Rhymefest hails from the Southside of Chicago and is the latest rapper from the Midwest to achieve nationwide recognition. His skills have created an industry buzz with his latest album Blue Collar. He took a break from his hectic touring schedule to speak with FinalCall.com Correspondent Ashahed Muhammad.
Final Call (FC): How long of a journey has this been for you?
Rhymefest (RF): It’s been a long journey and a short journey. It’s been a long journey in the sense of it’s a life experience. Growing up in Chicago, a lot people ask what’s Chicago’s sound. It’s not really a sound; it’s a sensibility, it’s a soulfulness. Chicago is the home of the blues; and I’m answering the question because I’m saying that my music comes from my experience as a young Black male on the Southside of Chicago.
FC: There are different categories where people like to place rappers. Would you consider yourself a conscious rapper or a rapper with a message?
RF: Unfortunately, the term “conscious rapper” resonates in the minds of the youth as soft; as unwilling to fight, as a sort of “Dr. King approach”–a non-violent approach. I am definitely not that, but I am aware.
Now, if consciousness means that you are aware of what’s going on in your community, then I would have to move to say that Tupac was a conscious rapper; that NWA were conscious rappers, that the Ghetto Boys were conscious rappers. Not just Talib Kweli, Mos Def, Kanye West, you know what I mean? But these labels are things that they use to separate and divide us.

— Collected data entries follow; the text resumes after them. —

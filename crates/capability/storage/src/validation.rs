//! 过滤输入验证
//!
//! 查询过滤条件在触达存储后端之前完成验证：
//! - 日期范围上限 90 天
//! - 分页参数边界（page >= 1，limit ∈ [1, 100]）

/// 查询日期范围上限（天）。
pub const MAX_DATE_RANGE_DAYS: i64 = 90;

/// 分页单页条数上限。
pub const MAX_PAGE_LIMIT: u64 = 100;

const MS_PER_DAY: i64 = 86_400_000;

/// 过滤/分页输入错误。
#[derive(Debug, thiserror::Error)]
pub enum ValidationError {
    /// 日期范围超出上限
    #[error("date range of {days} days exceeds the maximum of {max} days")]
    DateRangeTooWide { days: i64, max: i64 },

    /// 日期解析失败
    #[error("invalid date: {0}")]
    InvalidDate(String),

    /// 分页参数越界
    #[error("invalid pagination: {0}")]
    InvalidPagination(String),
}

/// 校验毫秒时间戳区间不超过 90 天。
pub fn ensure_date_range(from_ms: Option<i64>, to_ms: Option<i64>) -> Result<(), ValidationError> {
    if let (Some(from), Some(to)) = (from_ms, to_ms) {
        let days = (to - from) / MS_PER_DAY;
        if days > MAX_DATE_RANGE_DAYS {
            return Err(ValidationError::DateRangeTooWide {
                days,
                max: MAX_DATE_RANGE_DAYS,
            });
        }
    }
    Ok(())
}

/// 校验分页参数边界。
pub fn ensure_page_bounds(page: u64, limit: u64) -> Result<(), ValidationError> {
    if page < 1 {
        return Err(ValidationError::InvalidPagination(
            "page must be at least 1".to_string(),
        ));
    }
    if limit < 1 || limit > MAX_PAGE_LIMIT {
        return Err(ValidationError::InvalidPagination(format!(
            "limit must be within 1..={}",
            MAX_PAGE_LIMIT
        )));
    }
    Ok(())
}

#[cfg(test)]
mod tests {
    use super::*;

    #[test]
    fn date_range_within_limit_passes() {
        let from = 0;
        let to = MAX_DATE_RANGE_DAYS * MS_PER_DAY;
        assert!(ensure_date_range(Some(from), Some(to)).is_ok());
        // 单边区间不受限
        assert!(ensure_date_range(Some(from), None).is_ok());
        assert!(ensure_date_range(None, None).is_ok());
    }

    #[test]
    fn date_range_over_limit_is_rejected() {
        let from = 0;
        let to = (MAX_DATE_RANGE_DAYS + 1) * MS_PER_DAY;
        let err = ensure_date_range(Some(from), Some(to)).expect_err("too wide");
        assert!(matches!(err, ValidationError::DateRangeTooWide { days: 91, .. }));
    }

    #[test]
    fn page_bounds_enforced() {
        assert!(ensure_page_bounds(1, 1).is_ok());
        assert!(ensure_page_bounds(7, 100).is_ok());
        assert!(ensure_page_bounds(0, 10).is_err());
        assert!(ensure_page_bounds(1, 0).is_err());
        assert!(ensure_page_bounds(1, 101).is_err());
    }
}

FC: What would you say was your biggest challenge in this journey, in getting to this point?
RF: Dropping my fear. One of the reasons why I named my album Blue Collar is because, not only is it time to stand up and work for ourselves and our communities, but it is time to drop our fear of what we could lose by being successful; by working for something. Not stealing it or hustling for it. For working for something and getting it!
FC: So you never had a time when you felt like giving up?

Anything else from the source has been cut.